Breed’s remarks come after a recent study revealed that downtown San Francisco has sustained the weakest recovery from the coronavirus pandemic among major United States cities, reaching only 31% of its fall 2019 activity.
(Excerpt) Read more at sfgate.com ...
It won’t be coming back with that attitude by its fearful leader.
“Office space is going to get really cheap”
It will largely be converted to residential, with say 30% of units having to be housing voucher priced.
The feckless will be asked to pay about $200/month for their units.
“ Breed recounted how even though the city has struggled to return to its pre-pandemic state, downtown San Francisco was in far worse shape after the 1906 earthquake.”
In truth, it is far easier for a physically ruined city to be rebuilt by an industrious populace than it is to repair complete cultural and moral rot.
as we knew it
It was once a beautiful place, back in the 70s, but I wouldn’t go there, at gunpoint, now.
Used to enjoy that city but that was an age ago. The problem here isn’t, as the Dems continue to rationalize, the pandemic. And the difference between now and 1906 is that now the steps necessary to recover are blocked at every step by ideology and bureaucracy. This wasn’t a natural disaster, it was strictly manufactured by people who never learn and are more than willing to drag everyone around them down with them.
“In 1907, downtown was mostly rubble and ash. That’s considerably worse than today’s shift in how people are working,”
Insurance companies made a point of settling claims in gold—real money back in the day. And the idea of the city proposing to compensate victims of slavery (and there well could have been some in S.F. in 1906) would not have been entertained.
So yes, politically things are different now, but not in a good way.
Well, if that's your comparison....
I’m from Detroit. I was in downtown SF a few years back. It was zombie town. It was shocking. Within being there 1hr I’d witnessed people shooting up and was propositioned by a hooker in the pub.
So to say downtown Detroit is 1000% better is a real testament to how bad SF is....given, Detroit has come a long way but I was shocked.
An earthquake is an Act of God.
The current downtown disaster, we did to ourselves (collectively).
What’s happened to San Francisco is an Act of Satan.
Re #9, just wait for millennial towers to start falling apart before collapsing.
And it was all intentionally done. It’s a feature, not a bug to them. The US must fall.
Neither is Austin, the San Francisco of Texas ….the woke’s cancer is too far gone to cauterize the poison.
What an idiot
Not as dumb as her voters.
—
It is not how many votes are cast but who counts the votes.
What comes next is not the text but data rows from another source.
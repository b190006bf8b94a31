pub mod checkpoint;
pub mod context;
pub mod driver;
pub mod epoch_stats;
pub mod sink;
pub mod trainer;
pub mod validator;

pub use checkpoint::{BestRecord, CheckpointManager, CheckpointRecord, EpochArtifacts};
pub use context::TrainerContext;
pub use driver::{run_training, RunPlan, TrainingReport};
pub use epoch_stats::{AverageMeter, EpochState, EpochStats};
pub use sink::{EpochSummary, FileSink, MemorySink, ProgressRecord, RunEvent, RunSink, ValidationRecord};
pub use trainer::Trainer;
pub use validator::{EvalModeGuard, SetScore, TestSet, Validator};
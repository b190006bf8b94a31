/// Library error type shared by every module.
#[derive(Debug, thiserror::Error)]
pub enum CosalError {
    #[error("Configuration error: {0}")]
    Config(String),

    #[error("Shape error: {0}")]
    Shape(String),

    #[error("Data error: {0}")]
    Data(String),

    #[error("Checkpoint error: {0}")]
    Checkpoint(String),

    #[error("Metric error: {0}")]
    Metric(String),

    #[error("IO error: {0}")]
    Io(#[from] std::io::Error),

    #[error("JSON error: {0}")]
    Json(#[from] serde_json::Error),

    #[error("Image error: {0}")]
    Image(#[from] image::ImageError),
}

pub type Result<T> = std::result::Result<T, CosalError>;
California is a one party state and the Democrat party counts the votes - they can not lose.
God still has people here though.
Office space is going to get really cheap, or they’re going to have to offer some ridiculous sweetheart incentives to fill them.
——-
Maybe Karen Bass can give London Breed some tips on turning that office space into housing for the homeless.
“In 1907, downtown was mostly rubble and ash.”
What a non sequitur. In 1907, urban civic life was quite civilized and families could live there. Beat cops kept the bums out. Taxes were low. Great civic works were being built all over the place: roads, bridges, railroads, communication lines, water and sewer systems. There was optimism everywhere that things were good and getting lots better. There was a can-do spirit from having conquered and settled the West in the previous 40 years (the frontier had “closed” just 17 years before). Law and order prevailed and justice was swift and sure. There was limitless opportunity.
Contrast that to today where urban civic life IS “rubble and ash.”